impl<I> Max17055<I>
where
    I: I2c,
{
    fn read_reg<R: RegisterReader<u16>>(&mut self) -> Result<R, Error<I::Error>> {
        R::read(&mut self.iface).map_err(Error::Transfer)
    }

    fn write_reg<R: RegisterWriter<u16>>(&mut self, reg: R) -> Result<(), Error<I::Error>> {
        reg.write(&mut self.iface).map_err(Error::Transfer)
    }

    /// Loads the battery model if the gauge has gone through a power-on
    /// reset since the model was last loaded.
    ///
    /// Returns whether the model was loaded. When the gauge has remained
    /// powered, its learned state is better than a fresh model and the
    /// register writes are skipped entirely.
    pub fn init(&mut self, delay: &mut impl DelayNs) -> Result<bool, Error<I::Error>> {
        self.validate_config().map_err(Error::Config)?;

        let status = self.read_reg::<Status>()?;
        if status.por().read() != Some(PowerOnReset::Reset) {
            logger::debug!("No power-on reset, keeping gauge state");
            return Ok(false);
        }

        logger::info!("Power-on reset detected, loading battery model");
        self.wait_data_ready(delay)?;

        let hib_cfg = self.force_exit_hibernation()?;

        self.write_ez_config()?;
        self.wait_model_refresh(delay)?;

        self.write_reg(FilterCfg::default())?;
        self.write_reg(RelaxCfg::default())?;

        self.write_reg(hib_cfg)?;
        self.reset_por()?;

        Ok(true)
    }

    fn wait_data_ready(&mut self, delay: &mut impl DelayNs) -> Result<(), Error<I::Error>> {
        for _ in 0..POLL_ATTEMPTS {
            let fstat = self.read_reg::<FStat>()?;
            if fstat.dnr().read() == Some(DataNotReady::Ready) {
                return Ok(());
            }
            delay.delay_ms(POLL_INTERVAL_MS);
        }

        logger::warn!("Timeout waiting for first measurements");
        Err(Error::Timeout)
    }

    /// Wakes the gauge so that model registers can be written, returning the
    /// hibernate configuration to restore afterwards.
    fn force_exit_hibernation(&mut self) -> Result<HibCfg, Error<I::Error>> {
        let hib_cfg = self.read_reg::<HibCfg>()?;

        self.write_reg(Command::new(|w| w.command().write(CommandKind::SoftWakeup)))?;
        self.write_reg(HibCfg::new(|w| {
            w.en_hib().write(Bit::NotSet).hib_config().write(0)
        }))?;
        self.write_reg(Command::new(|w| w.command().write(CommandKind::Clear)))?;

        Ok(hib_cfg)
    }

    fn write_ez_config(&mut self) -> Result<(), Error<I::Error>> {
        // dPAcc value paired with a dQAcc of DesignCap/32
        const CHG_V_LOW: u16 = 44138;
        const CHG_V_HIGH: u16 = 51200;

        let config = self.config;
        let design_cap = self.scaling.mah_to_capacity(config.capacity_mah as f32);

        logger::debug!("Writing EZ config, design capacity {}", design_cap);

        self.write_reg(VEmpty::new(|w| {
            w.ve()
                .write(config.v_empty_mv / 10)
                .vr()
                .write(config.v_recovery_mv / 40)
        }))?;
        self.write_reg(DesignCap::new(|w| w.capacity().write(design_cap)))?;
        self.write_reg(DQAcc::new(|w| w.capacity().write(design_cap / 32)))?;
        self.write_reg(IChgTerm::new(|w| w.current().write(design_cap / 32)))?;

        let chg_v = if config.high_voltage_charge {
            CHG_V_HIGH
        } else {
            CHG_V_LOW
        };
        self.write_reg(DPAcc::new(|w| w.percentage().write(chg_v / 32)))?;

        let v_chg = if config.high_voltage_charge {
            VChg::_4_4V
        } else {
            VChg::_4_2V
        };
        self.write_reg(ModelCfg::new(|w| {
            w.refresh()
                .write(Bit::Set)
                .v_chg()
                .write(v_chg)
                .model_id()
                .write(config.model)
        }))?;

        Ok(())
    }

    fn wait_model_refresh(&mut self, delay: &mut impl DelayNs) -> Result<(), Error<I::Error>> {
        for _ in 0..POLL_ATTEMPTS {
            let model_cfg = self.read_reg::<ModelCfg>()?;
            if model_cfg.refresh().read() == Some(Bit::NotSet) {
                return Ok(());
            }
            delay.delay_ms(POLL_INTERVAL_MS);
        }

        logger::warn!("Timeout waiting for the model refresh");
        Err(Error::Timeout)
    }

    /// Whether the gauge has gone through a power-on reset that has not yet
    /// been acknowledged.
    pub fn por(&mut self) -> Result<bool, Error<I::Error>> {
        let status = self.read_reg::<Status>()?;
        Ok(status.por().read() == Some(PowerOnReset::Reset))
    }

    /// Acknowledges a power-on reset.
    pub fn reset_por(&mut self) -> Result<(), Error<I::Error>> {
        let status = self.read_reg::<Status>()?;
        self.write_reg(status.modify(|w| w.por().write(PowerOnReset::NoReset)))
    }

    /// Cell voltage in volts.
    pub fn cell_voltage(&mut self) -> Result<f32, Error<I::Error>> {
        let vcell = self.read_reg::<VCell>()?;
        Ok(self.scaling.voltage_to_v(vcell.voltage().read_field_bits()))
    }

    /// Cell voltage in volts, averaged by the gauge.
    pub fn average_cell_voltage(&mut self) -> Result<f32, Error<I::Error>> {
        let vcell = self.read_reg::<AvgVCell>()?;
        Ok(self.scaling.voltage_to_v(vcell.voltage().read_field_bits()))
    }

    /// Battery current in mA. Positive while charging.
    pub fn current(&mut self) -> Result<f32, Error<I::Error>> {
        let current = self.read_reg::<Current>()?;
        Ok(self.scaling.current_to_ma(current.current().read_field_bits()))
    }

    /// Battery current in mA, averaged by the gauge.
    pub fn average_current(&mut self) -> Result<f32, Error<I::Error>> {
        let current = self.read_reg::<AvgCurrent>()?;
        Ok(self.scaling.current_to_ma(current.current().read_field_bits()))
    }

    /// Largest current reading since the last peak reset, in mA.
    pub fn max_current(&mut self) -> Result<f32, Error<I::Error>> {
        let peaks = self.read_reg::<MaxMinCurr>()?;
        let raw = peaks.max_current().read_field_bits() as u8;
        Ok(self.scaling.peak_current_to_ma(raw))
    }

    /// Smallest current reading since the last peak reset, in mA.
    pub fn min_current(&mut self) -> Result<f32, Error<I::Error>> {
        let peaks = self.read_reg::<MaxMinCurr>()?;
        let raw = peaks.min_current().read_field_bits() as u8;
        Ok(self.scaling.peak_current_to_ma(raw))
    }

    /// Resets the current peak tracking to its power-up state.
    pub fn reset_max_min_current(&mut self) -> Result<(), Error<I::Error>> {
        self.write_reg(MaxMinCurr::default())
    }

    /// Reported state of charge, in percent.
    pub fn soc(&mut self) -> Result<f32, Error<I::Error>> {
        let soc = self.read_reg::<RepSOC>()?;
        Ok(self.scaling.percentage(soc.percentage().read_field_bits()))
    }

    /// Reported remaining capacity in mAh.
    pub fn reported_capacity(&mut self) -> Result<f32, Error<I::Error>> {
        let cap = self.read_reg::<RepCap>()?;
        Ok(self.scaling.capacity_to_mah(cap.capacity().read_field_bits()))
    }

    /// Design capacity in mAh as the gauge sees it.
    pub fn design_capacity(&mut self) -> Result<f32, Error<I::Error>> {
        let cap = self.read_reg::<DesignCap>()?;
        Ok(self.scaling.capacity_to_mah(cap.capacity().read_field_bits()))
    }

    pub fn set_design_capacity(&mut self, capacity_mah: u16) -> Result<(), Error<I::Error>> {
        let raw = self.scaling.mah_to_capacity(capacity_mah as f32);
        self.write_reg(DesignCap::new(|w| w.capacity().write(raw)))?;
        self.config.capacity_mah = capacity_mah;
        Ok(())
    }

    /// Estimated time to empty, in hours.
    pub fn time_to_empty(&mut self) -> Result<f32, Error<I::Error>> {
        let tte = self.read_reg::<TTE>()?;
        Ok(self.scaling.time_to_hours(tte.time().read_field_bits()))
    }

    /// Die temperature in degrees Celsius.
    pub fn temperature(&mut self) -> Result<f32, Error<I::Error>> {
        let temp = self.read_reg::<Temp>()?;
        Ok(self
            .scaling
            .temperature_to_c(temp.temperature().read_field_bits()))
    }

    /// Battery wear in percent of the design capacity.
    pub fn age(&mut self) -> Result<f32, Error<I::Error>> {
        let age = self.read_reg::<Age>()?;
        Ok(self.scaling.percentage(age.percentage().read_field_bits()))
    }

    /// Accumulated charge/discharge cycles, in percent of a full cycle.
    pub fn charge_cycles(&mut self) -> Result<u16, Error<I::Error>> {
        let cycles = self.read_reg::<Cycles>()?;
        Ok(cycles.cycles_percentage().read_field_bits())
    }

    /// The configured empty voltage threshold, in mV.
    pub fn empty_voltage(&mut self) -> Result<u16, Error<I::Error>> {
        let vempty = self.read_reg::<VEmpty>()?;
        Ok(vempty.ve().read_field_bits() * 10)
    }

    pub fn set_empty_voltage(&mut self, v_empty_mv: u16) -> Result<(), Error<I::Error>> {
        if v_empty_mv / 10 > 0x1FF {
            return Err(Error::Config(ConfigIssue::VEmptyRange));
        }

        let vempty = self.read_reg::<VEmpty>()?;
        self.write_reg(vempty.modify(|w| w.ve().write(v_empty_mv / 10)))?;
        self.config.v_empty_mv = v_empty_mv;
        Ok(())
    }

    pub fn set_recovery_voltage(&mut self, v_recovery_mv: u16) -> Result<(), Error<I::Error>> {
        if v_recovery_mv / 40 > 0x7F {
            return Err(Error::Config(ConfigIssue::VRecoveryRange));
        }

        let vempty = self.read_reg::<VEmpty>()?;
        self.write_reg(vempty.modify(|w| w.vr().write(v_recovery_mv / 40)))?;
        self.config.v_recovery_mv = v_recovery_mv;
        Ok(())
    }

    /// Raw value of the model configuration register.
    pub fn model_config(&mut self) -> Result<u16, Error<I::Error>> {
        let model_cfg = self.read_reg::<ModelCfg>()?;
        Ok(model_cfg.bits())
    }

    /// Selects a new battery model and commands a model refresh.
    pub fn set_model_config(
        &mut self,
        model: ModelId,
        high_voltage_charge: bool,
    ) -> Result<(), Error<I::Error>> {
        let v_chg = if high_voltage_charge {
            VChg::_4_4V
        } else {
            VChg::_4_2V
        };
        self.write_reg(ModelCfg::new(|w| {
            w.refresh()
                .write(Bit::Set)
                .v_chg()
                .write(v_chg)
                .model_id()
                .write(model)
        }))?;

        self.config.model = model;
        self.config.high_voltage_charge = high_voltage_charge;
        Ok(())
    }

    /// Whether a battery is attached. Only meaningful in host-side
    /// applications.
    pub fn battery_present(&mut self) -> Result<bool, Error<I::Error>> {
        let status = self.read_reg::<Status>()?;
        Ok(status.bst().read() == Some(BatteryStatus::Present))
    }

    /// The state of charge below which 0% is reported, in percent.
    pub fn empty_soc_hold(&mut self) -> Result<f32, Error<I::Error>> {
        let hold = self.read_reg::<SOCHold>()?;
        Ok(hold.empty_soc_hold().read_field_bits() as f32 * 0.5)
    }

    pub fn set_empty_soc_hold(&mut self, percent: f32) -> Result<(), Error<I::Error>> {
        // 0.5%/LSB, 5 bit field
        let raw = ((percent * 2.0) as u16).min(0x1F) as u8;

        let hold = self.read_reg::<SOCHold>()?;
        self.write_reg(hold.modify(|w| w.empty_soc_hold().write(raw)))
    }

    pub fn sense_resistor(&self) -> f32 {
        self.config.r_sense_ohms
    }

    /// Changes the sense resistor value the conversions are scaled by.
    pub fn set_sense_resistor(&mut self, r_sense_ohms: f32) -> Result<(), Error<I::Error>> {
        if !(r_sense_ohms > 0.0) {
            return Err(Error::Config(ConfigIssue::SenseResistor));
        }

        self.config.r_sense_ohms = r_sense_ohms;
        self.scaling = Scaling::new(r_sense_ohms);
        Ok(())
    }

    /// Reads the learned battery characterization values from the gauge.
    pub fn learned_params(&mut self) -> Result<LearnedParams, Error<I::Error>> {
        Ok(LearnedParams {
            rcomp0: self.read_reg::<RComp0>()?.bits(),
            temp_co: self.read_reg::<TempCo>()?.bits(),
            full_cap_rep: self.read_reg::<FullCapRep>()?.bits(),
            cycles: self.read_reg::<Cycles>()?.bits(),
            full_cap_nom: self.read_reg::<FullCapNom>()?.bits(),
        })
    }

    /// Writes back previously saved characterization values, following the
    /// capacity restore sequence from the datasheet.
    pub fn restore_learned_params(
        &mut self,
        delay: &mut impl DelayNs,
        params: &LearnedParams,
    ) -> Result<(), Error<I::Error>> {
        logger::info!("Restoring learned battery parameters");

        self.write_reg(RComp0::from_bits(params.rcomp0))?;
        self.write_reg(TempCo::from_bits(params.temp_co))?;
        self.write_reg(FullCapNom::from_bits(params.full_cap_nom))?;

        delay.delay_ms(RESTORE_SETTLE_MS);

        let full_cap_nom = self.read_reg::<FullCapNom>()?.capacity().read_field_bits();
        let mix_soc = self.read_reg::<MixSOC>()?.percentage().read_field_bits();

        // MixCap = MixSOC * FullCapNom / 100, with MixSOC on the 1/256 scale
        let mix_cap = ((mix_soc as u32 * full_cap_nom as u32) / 25600) as u16;
        self.write_reg(MixCap::new(|w| w.capacity().write(mix_cap)))?;
        self.write_reg(FullCapRep::from_bits(params.full_cap_rep))?;

        // Restore the accumulators at a 200% rate to make sure they are
        // counted above the FullCapNom value.
        self.write_reg(DPAcc::new(|w| w.percentage().write(0x0C80)))?;
        self.write_reg(DQAcc::new(|w| w.capacity().write(params.full_cap_nom / 16)))?;

        delay.delay_ms(RESTORE_SETTLE_MS);

        self.write_reg(Cycles::from_bits(params.cycles))
    }
}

----------------------------------------

> _WORK TO BE COMPLETED_
In the listing above, find the line with "from the datasheet." and the line with "sure they are"; output exactly those lines and all lines between them.

> _TASK SOLUTION_
    /// capacity restore sequence from the datasheet.
    pub fn restore_learned_params(
        &mut self,
        delay: &mut impl DelayNs,
        params: &LearnedParams,
    ) -> Result<(), Error<I::Error>> {
        logger::info!("Restoring learned battery parameters");

        self.write_reg(RComp0::from_bits(params.rcomp0))?;
        self.write_reg(TempCo::from_bits(params.temp_co))?;
        self.write_reg(FullCapNom::from_bits(params.full_cap_nom))?;

        delay.delay_ms(RESTORE_SETTLE_MS);

        let full_cap_nom = self.read_reg::<FullCapNom>()?.capacity().read_field_bits();
        let mix_soc = self.read_reg::<MixSOC>()?.percentage().read_field_bits();

        // MixCap = MixSOC * FullCapNom / 100, with MixSOC on the 1/256 scale
        let mix_cap = ((mix_soc as u32 * full_cap_nom as u32) / 25600) as u16;
        self.write_reg(MixCap::new(|w| w.capacity().write(mix_cap)))?;
        self.write_reg(FullCapRep::from_bits(params.full_cap_rep))?;

        // Restore the accumulators at a 200% rate to make sure they are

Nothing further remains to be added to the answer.